• Task prompt: Restate the entries below word for word, omitting nothing.

(Stored data entries)
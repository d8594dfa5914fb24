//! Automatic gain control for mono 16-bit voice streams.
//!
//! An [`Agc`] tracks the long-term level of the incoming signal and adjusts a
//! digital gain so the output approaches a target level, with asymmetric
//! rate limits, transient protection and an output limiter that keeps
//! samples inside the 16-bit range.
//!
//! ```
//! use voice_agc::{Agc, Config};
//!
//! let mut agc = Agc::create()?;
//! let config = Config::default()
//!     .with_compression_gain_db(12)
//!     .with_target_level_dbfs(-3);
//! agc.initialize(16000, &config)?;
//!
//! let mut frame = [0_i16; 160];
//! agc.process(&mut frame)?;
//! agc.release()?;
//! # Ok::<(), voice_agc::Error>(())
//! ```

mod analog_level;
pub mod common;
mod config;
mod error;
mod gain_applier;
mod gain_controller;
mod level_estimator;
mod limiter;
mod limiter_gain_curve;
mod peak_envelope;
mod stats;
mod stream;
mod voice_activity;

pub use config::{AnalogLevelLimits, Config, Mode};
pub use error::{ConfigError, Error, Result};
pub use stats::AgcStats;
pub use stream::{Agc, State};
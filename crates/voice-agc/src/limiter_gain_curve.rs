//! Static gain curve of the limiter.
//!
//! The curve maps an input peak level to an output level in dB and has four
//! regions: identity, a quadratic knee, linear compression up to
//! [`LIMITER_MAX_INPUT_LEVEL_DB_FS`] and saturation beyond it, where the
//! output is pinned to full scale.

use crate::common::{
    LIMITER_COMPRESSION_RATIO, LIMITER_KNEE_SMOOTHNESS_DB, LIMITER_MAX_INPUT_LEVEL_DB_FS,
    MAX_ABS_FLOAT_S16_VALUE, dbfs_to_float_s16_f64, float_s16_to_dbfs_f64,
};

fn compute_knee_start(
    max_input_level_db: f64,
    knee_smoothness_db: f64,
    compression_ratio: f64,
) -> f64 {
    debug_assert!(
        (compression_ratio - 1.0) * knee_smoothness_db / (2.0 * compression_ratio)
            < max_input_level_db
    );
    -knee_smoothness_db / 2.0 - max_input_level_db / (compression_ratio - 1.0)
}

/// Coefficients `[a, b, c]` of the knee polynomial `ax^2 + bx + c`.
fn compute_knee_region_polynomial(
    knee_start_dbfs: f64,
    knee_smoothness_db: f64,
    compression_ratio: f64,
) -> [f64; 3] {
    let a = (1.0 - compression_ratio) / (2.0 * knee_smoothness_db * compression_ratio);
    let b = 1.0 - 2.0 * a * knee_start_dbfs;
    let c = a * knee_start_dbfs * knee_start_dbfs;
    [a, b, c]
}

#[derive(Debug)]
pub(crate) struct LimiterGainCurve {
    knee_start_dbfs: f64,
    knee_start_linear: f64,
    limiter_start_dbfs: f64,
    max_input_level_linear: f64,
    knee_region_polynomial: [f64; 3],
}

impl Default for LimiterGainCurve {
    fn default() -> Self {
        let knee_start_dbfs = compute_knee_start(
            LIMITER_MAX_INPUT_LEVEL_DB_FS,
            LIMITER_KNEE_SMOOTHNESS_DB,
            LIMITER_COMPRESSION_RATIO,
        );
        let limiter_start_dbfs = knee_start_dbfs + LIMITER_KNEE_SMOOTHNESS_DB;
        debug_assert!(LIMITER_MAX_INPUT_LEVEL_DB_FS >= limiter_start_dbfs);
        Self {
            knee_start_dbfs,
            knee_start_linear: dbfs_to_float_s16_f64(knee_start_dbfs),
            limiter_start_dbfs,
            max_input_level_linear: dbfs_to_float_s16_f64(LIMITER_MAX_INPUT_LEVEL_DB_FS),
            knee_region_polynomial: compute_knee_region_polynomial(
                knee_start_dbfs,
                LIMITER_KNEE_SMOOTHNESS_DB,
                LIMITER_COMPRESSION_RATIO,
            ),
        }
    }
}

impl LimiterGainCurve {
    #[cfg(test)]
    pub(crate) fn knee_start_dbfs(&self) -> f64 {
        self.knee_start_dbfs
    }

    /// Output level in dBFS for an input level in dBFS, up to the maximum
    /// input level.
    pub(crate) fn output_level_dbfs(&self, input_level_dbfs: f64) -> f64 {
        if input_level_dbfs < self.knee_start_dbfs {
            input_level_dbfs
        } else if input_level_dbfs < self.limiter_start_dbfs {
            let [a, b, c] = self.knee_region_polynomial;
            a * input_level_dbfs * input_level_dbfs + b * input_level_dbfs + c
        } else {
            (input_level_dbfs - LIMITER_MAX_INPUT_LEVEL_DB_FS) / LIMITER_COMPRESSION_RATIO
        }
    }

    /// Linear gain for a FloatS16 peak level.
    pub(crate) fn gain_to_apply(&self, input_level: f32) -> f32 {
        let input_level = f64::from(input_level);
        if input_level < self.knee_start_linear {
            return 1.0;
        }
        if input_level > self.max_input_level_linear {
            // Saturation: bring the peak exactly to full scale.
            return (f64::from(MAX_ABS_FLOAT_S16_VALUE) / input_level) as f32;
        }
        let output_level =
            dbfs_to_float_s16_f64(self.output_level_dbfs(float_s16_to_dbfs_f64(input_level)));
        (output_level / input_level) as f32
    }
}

• Problem solution:
repository d8594dfa5914fb24
//! Automatic gain control for mono 16-bit voice streams.
//!
//! An [`Agc`] tracks the long-term level of the incoming signal and adjusts a
//! digital gain so the output approaches a target level, with asymmetric
//! rate limits, transient protection and an output limiter that keeps
//! samples inside the 16-bit range.
//!
//! ```
//! use voice_agc::{Agc, Config};
//!
//! let mut agc = Agc::create()?;
//! let config = Config::default()
//!     .with_compression_gain_db(12)
//!     .with_target_level_dbfs(-3);
//! agc.initialize(16000, &config)?;
//!
//! let mut frame = [0_i16; 160];
//! agc.process(&mut frame)?;
//! agc.release()?;
//! # Ok::<(), voice_agc::Error>(())
//! ```

mod analog_level;
pub mod common;
mod config;
mod error;
mod gain_applier;
mod gain_controller;
mod level_estimator;
mod limiter;
mod limiter_gain_curve;
mod peak_envelope;
mod stats;
mod stream;
mod voice_activity;

pub use config::{AnalogLevelLimits, Config, Mode};
pub use error::{ConfigError, Error, Result};
pub use stats::AgcStats;
pub use stream::{Agc, State};
filename crates/voice-agc/src/limiter_gain_curve.rs
//! Static gain curve of the limiter.
//!
//! The curve maps an input peak level to an output level in dB and has four
//! regions: identity, a quadratic knee, linear compression up to
//! [`LIMITER_MAX_INPUT_LEVEL_DB_FS`] and saturation beyond it, where the
//! output is pinned to full scale.

use crate::common::{
    LIMITER_COMPRESSION_RATIO, LIMITER_KNEE_SMOOTHNESS_DB, LIMITER_MAX_INPUT_LEVEL_DB_FS,
    MAX_ABS_FLOAT_S16_VALUE, dbfs_to_float_s16_f64, float_s16_to_dbfs_f64,
};

fn compute_knee_start(
    max_input_level_db: f64,
    knee_smoothness_db: f64,
    compression_ratio: f64,
) -> f64 {
    debug_assert!(
        (compression_ratio - 1.0) * knee_smoothness_db / (2.0 * compression_ratio)
            < max_input_level_db
    );
    -knee_smoothness_db / 2.0 - max_input_level_db / (compression_ratio - 1.0)
}

/// Coefficients `[a, b, c]` of the knee polynomial `ax^2 + bx + c`.
fn compute_knee_region_polynomial(
    knee_start_dbfs: f64,
    knee_smoothness_db: f64,
    compression_ratio: f64,
) -> [f64; 3] {
    let a = (1.0 - compression_ratio) / (2.0 * knee_smoothness_db * compression_ratio);
    let b = 1.0 - 2.0 * a * knee_start_dbfs;
    let c = a * knee_start_dbfs * knee_start_dbfs;
    [a, b, c]
}

#[derive(Debug)]
pub(crate) struct LimiterGainCurve {
    knee_start_dbfs: f64,
    knee_start_linear: f64,
    limiter_start_dbfs: f64,
    max_input_level_linear: f64,
    knee_region_polynomial: [f64; 3],
}

impl Default for LimiterGainCurve {
    fn default() -> Self {
        let knee_start_dbfs = compute_knee_start(
            LIMITER_MAX_INPUT_LEVEL_DB_FS,
            LIMITER_KNEE_SMOOTHNESS_DB,
            LIMITER_COMPRESSION_RATIO,
        );
        let limiter_start_dbfs = knee_start_dbfs + LIMITER_KNEE_SMOOTHNESS_DB;
        debug_assert!(LIMITER_MAX_INPUT_LEVEL_DB_FS >= limiter_start_dbfs);
        Self {
            knee_start_dbfs,
            knee_start_linear: dbfs_to_float_s16_f64(knee_start_dbfs),
            limiter_start_dbfs,
            max_input_level_linear: dbfs_to_float_s16_f64(LIMITER_MAX_INPUT_LEVEL_DB_FS),
            knee_region_polynomial: compute_knee_region_polynomial(
                knee_start_dbfs,
                LIMITER_KNEE_SMOOTHNESS_DB,
                LIMITER_COMPRESSION_RATIO,
            ),
        }
    }
}

impl LimiterGainCurve {
    #[cfg(test)]
    pub(crate) fn knee_start_dbfs(&self) -> f64 {
        self.knee_start_dbfs
    }

    /// Output level in dBFS for an input level in dBFS, up to the maximum
    /// input level.
    pub(crate) fn output_level_dbfs(&self, input_level_dbfs: f64) -> f64 {
        if input_level_dbfs < self.knee_start_dbfs {
            input_level_dbfs
        } else if input_level_dbfs < self.limiter_start_dbfs {
            let [a, b, c] = self.knee_region_polynomial;
            a * input_level_dbfs * input_level_dbfs + b * input_level_dbfs + c
        } else {
            (input_level_dbfs - LIMITER_MAX_INPUT_LEVEL_DB_FS) / LIMITER_COMPRESSION_RATIO
        }
    }

    /// Linear gain for a FloatS16 peak level.
    pub(crate) fn gain_to_apply(&self, input_level: f32) -> f32 {
        let input_level = f64::from(input_level);
        if input_level < self.knee_start_linear {
            return 1.0;
        }
        if input_level > self.max_input_level_linear {
            // Saturation: bring the peak exactly to full scale.
            return (f64::from(MAX_ABS_FLOAT_S16_VALUE) / input_level) as f32;
        }
        let output_level =
            dbfs_to_float_s16_f64(self.output_level_dbfs(float_s16_to_dbfs_f64(input_level)));
        (output_level / input_level) as f32
    }
}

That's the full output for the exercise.